◆ Assignment: Return each line of the data below that contains the string "impl".

◆ Stored data:
+===+
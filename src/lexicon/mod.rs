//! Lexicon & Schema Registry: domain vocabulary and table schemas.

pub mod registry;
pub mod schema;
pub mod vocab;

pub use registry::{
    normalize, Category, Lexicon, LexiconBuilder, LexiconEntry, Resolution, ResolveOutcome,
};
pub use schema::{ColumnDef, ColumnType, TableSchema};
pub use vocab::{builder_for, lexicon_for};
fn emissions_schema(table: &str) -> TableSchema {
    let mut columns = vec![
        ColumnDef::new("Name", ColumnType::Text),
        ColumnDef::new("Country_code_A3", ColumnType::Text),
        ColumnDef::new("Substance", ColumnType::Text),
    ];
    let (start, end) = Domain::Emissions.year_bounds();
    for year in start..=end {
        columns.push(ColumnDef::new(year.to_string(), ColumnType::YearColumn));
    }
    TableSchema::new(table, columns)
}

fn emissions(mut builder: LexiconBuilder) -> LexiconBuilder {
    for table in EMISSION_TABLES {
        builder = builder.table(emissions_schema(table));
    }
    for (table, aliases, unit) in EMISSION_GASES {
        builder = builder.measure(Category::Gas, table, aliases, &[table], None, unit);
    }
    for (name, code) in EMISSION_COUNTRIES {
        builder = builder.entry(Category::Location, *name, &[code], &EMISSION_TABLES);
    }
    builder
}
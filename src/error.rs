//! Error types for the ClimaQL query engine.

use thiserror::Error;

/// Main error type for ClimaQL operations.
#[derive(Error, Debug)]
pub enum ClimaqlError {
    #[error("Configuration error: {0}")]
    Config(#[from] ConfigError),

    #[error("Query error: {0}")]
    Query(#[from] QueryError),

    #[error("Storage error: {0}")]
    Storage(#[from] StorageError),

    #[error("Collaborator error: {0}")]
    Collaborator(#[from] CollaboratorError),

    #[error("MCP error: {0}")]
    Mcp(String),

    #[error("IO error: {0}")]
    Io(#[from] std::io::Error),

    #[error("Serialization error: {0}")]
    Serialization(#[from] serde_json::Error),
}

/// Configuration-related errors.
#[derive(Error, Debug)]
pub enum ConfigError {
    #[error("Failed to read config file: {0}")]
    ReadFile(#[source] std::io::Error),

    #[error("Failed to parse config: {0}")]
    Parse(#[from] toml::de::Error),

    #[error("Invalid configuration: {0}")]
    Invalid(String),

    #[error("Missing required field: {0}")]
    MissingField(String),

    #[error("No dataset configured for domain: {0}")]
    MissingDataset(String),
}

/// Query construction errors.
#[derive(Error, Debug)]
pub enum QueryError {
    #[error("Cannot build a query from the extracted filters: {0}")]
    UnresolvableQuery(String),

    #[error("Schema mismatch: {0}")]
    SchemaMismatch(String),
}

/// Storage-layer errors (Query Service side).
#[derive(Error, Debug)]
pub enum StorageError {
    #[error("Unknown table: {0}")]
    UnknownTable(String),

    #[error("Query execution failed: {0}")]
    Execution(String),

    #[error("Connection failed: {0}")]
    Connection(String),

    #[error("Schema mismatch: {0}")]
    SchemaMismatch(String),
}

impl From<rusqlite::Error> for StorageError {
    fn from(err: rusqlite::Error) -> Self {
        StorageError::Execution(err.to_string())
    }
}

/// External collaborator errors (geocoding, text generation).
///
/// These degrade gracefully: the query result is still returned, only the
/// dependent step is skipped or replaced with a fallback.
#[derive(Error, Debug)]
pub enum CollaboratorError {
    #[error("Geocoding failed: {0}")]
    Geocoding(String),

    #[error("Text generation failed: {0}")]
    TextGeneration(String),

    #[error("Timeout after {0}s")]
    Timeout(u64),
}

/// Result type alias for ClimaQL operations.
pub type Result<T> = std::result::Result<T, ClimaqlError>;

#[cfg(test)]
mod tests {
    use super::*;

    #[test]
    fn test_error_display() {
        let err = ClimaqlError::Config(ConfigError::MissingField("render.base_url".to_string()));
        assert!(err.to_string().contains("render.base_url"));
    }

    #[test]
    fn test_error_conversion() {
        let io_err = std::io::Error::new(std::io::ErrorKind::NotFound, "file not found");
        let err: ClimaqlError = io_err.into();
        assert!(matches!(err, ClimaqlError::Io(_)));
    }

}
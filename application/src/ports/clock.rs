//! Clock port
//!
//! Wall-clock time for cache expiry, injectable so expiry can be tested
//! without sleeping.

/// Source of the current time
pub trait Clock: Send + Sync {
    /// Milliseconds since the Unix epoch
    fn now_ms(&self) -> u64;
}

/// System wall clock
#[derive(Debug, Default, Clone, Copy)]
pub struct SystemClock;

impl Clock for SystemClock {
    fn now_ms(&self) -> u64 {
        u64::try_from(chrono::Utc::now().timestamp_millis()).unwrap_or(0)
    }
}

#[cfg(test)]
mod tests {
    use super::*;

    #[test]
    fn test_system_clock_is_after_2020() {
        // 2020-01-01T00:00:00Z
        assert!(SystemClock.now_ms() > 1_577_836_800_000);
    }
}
+===+
◆ Solution for this problem:
impl From<rusqlite::Error> for StorageError {
impl Clock for SystemClock {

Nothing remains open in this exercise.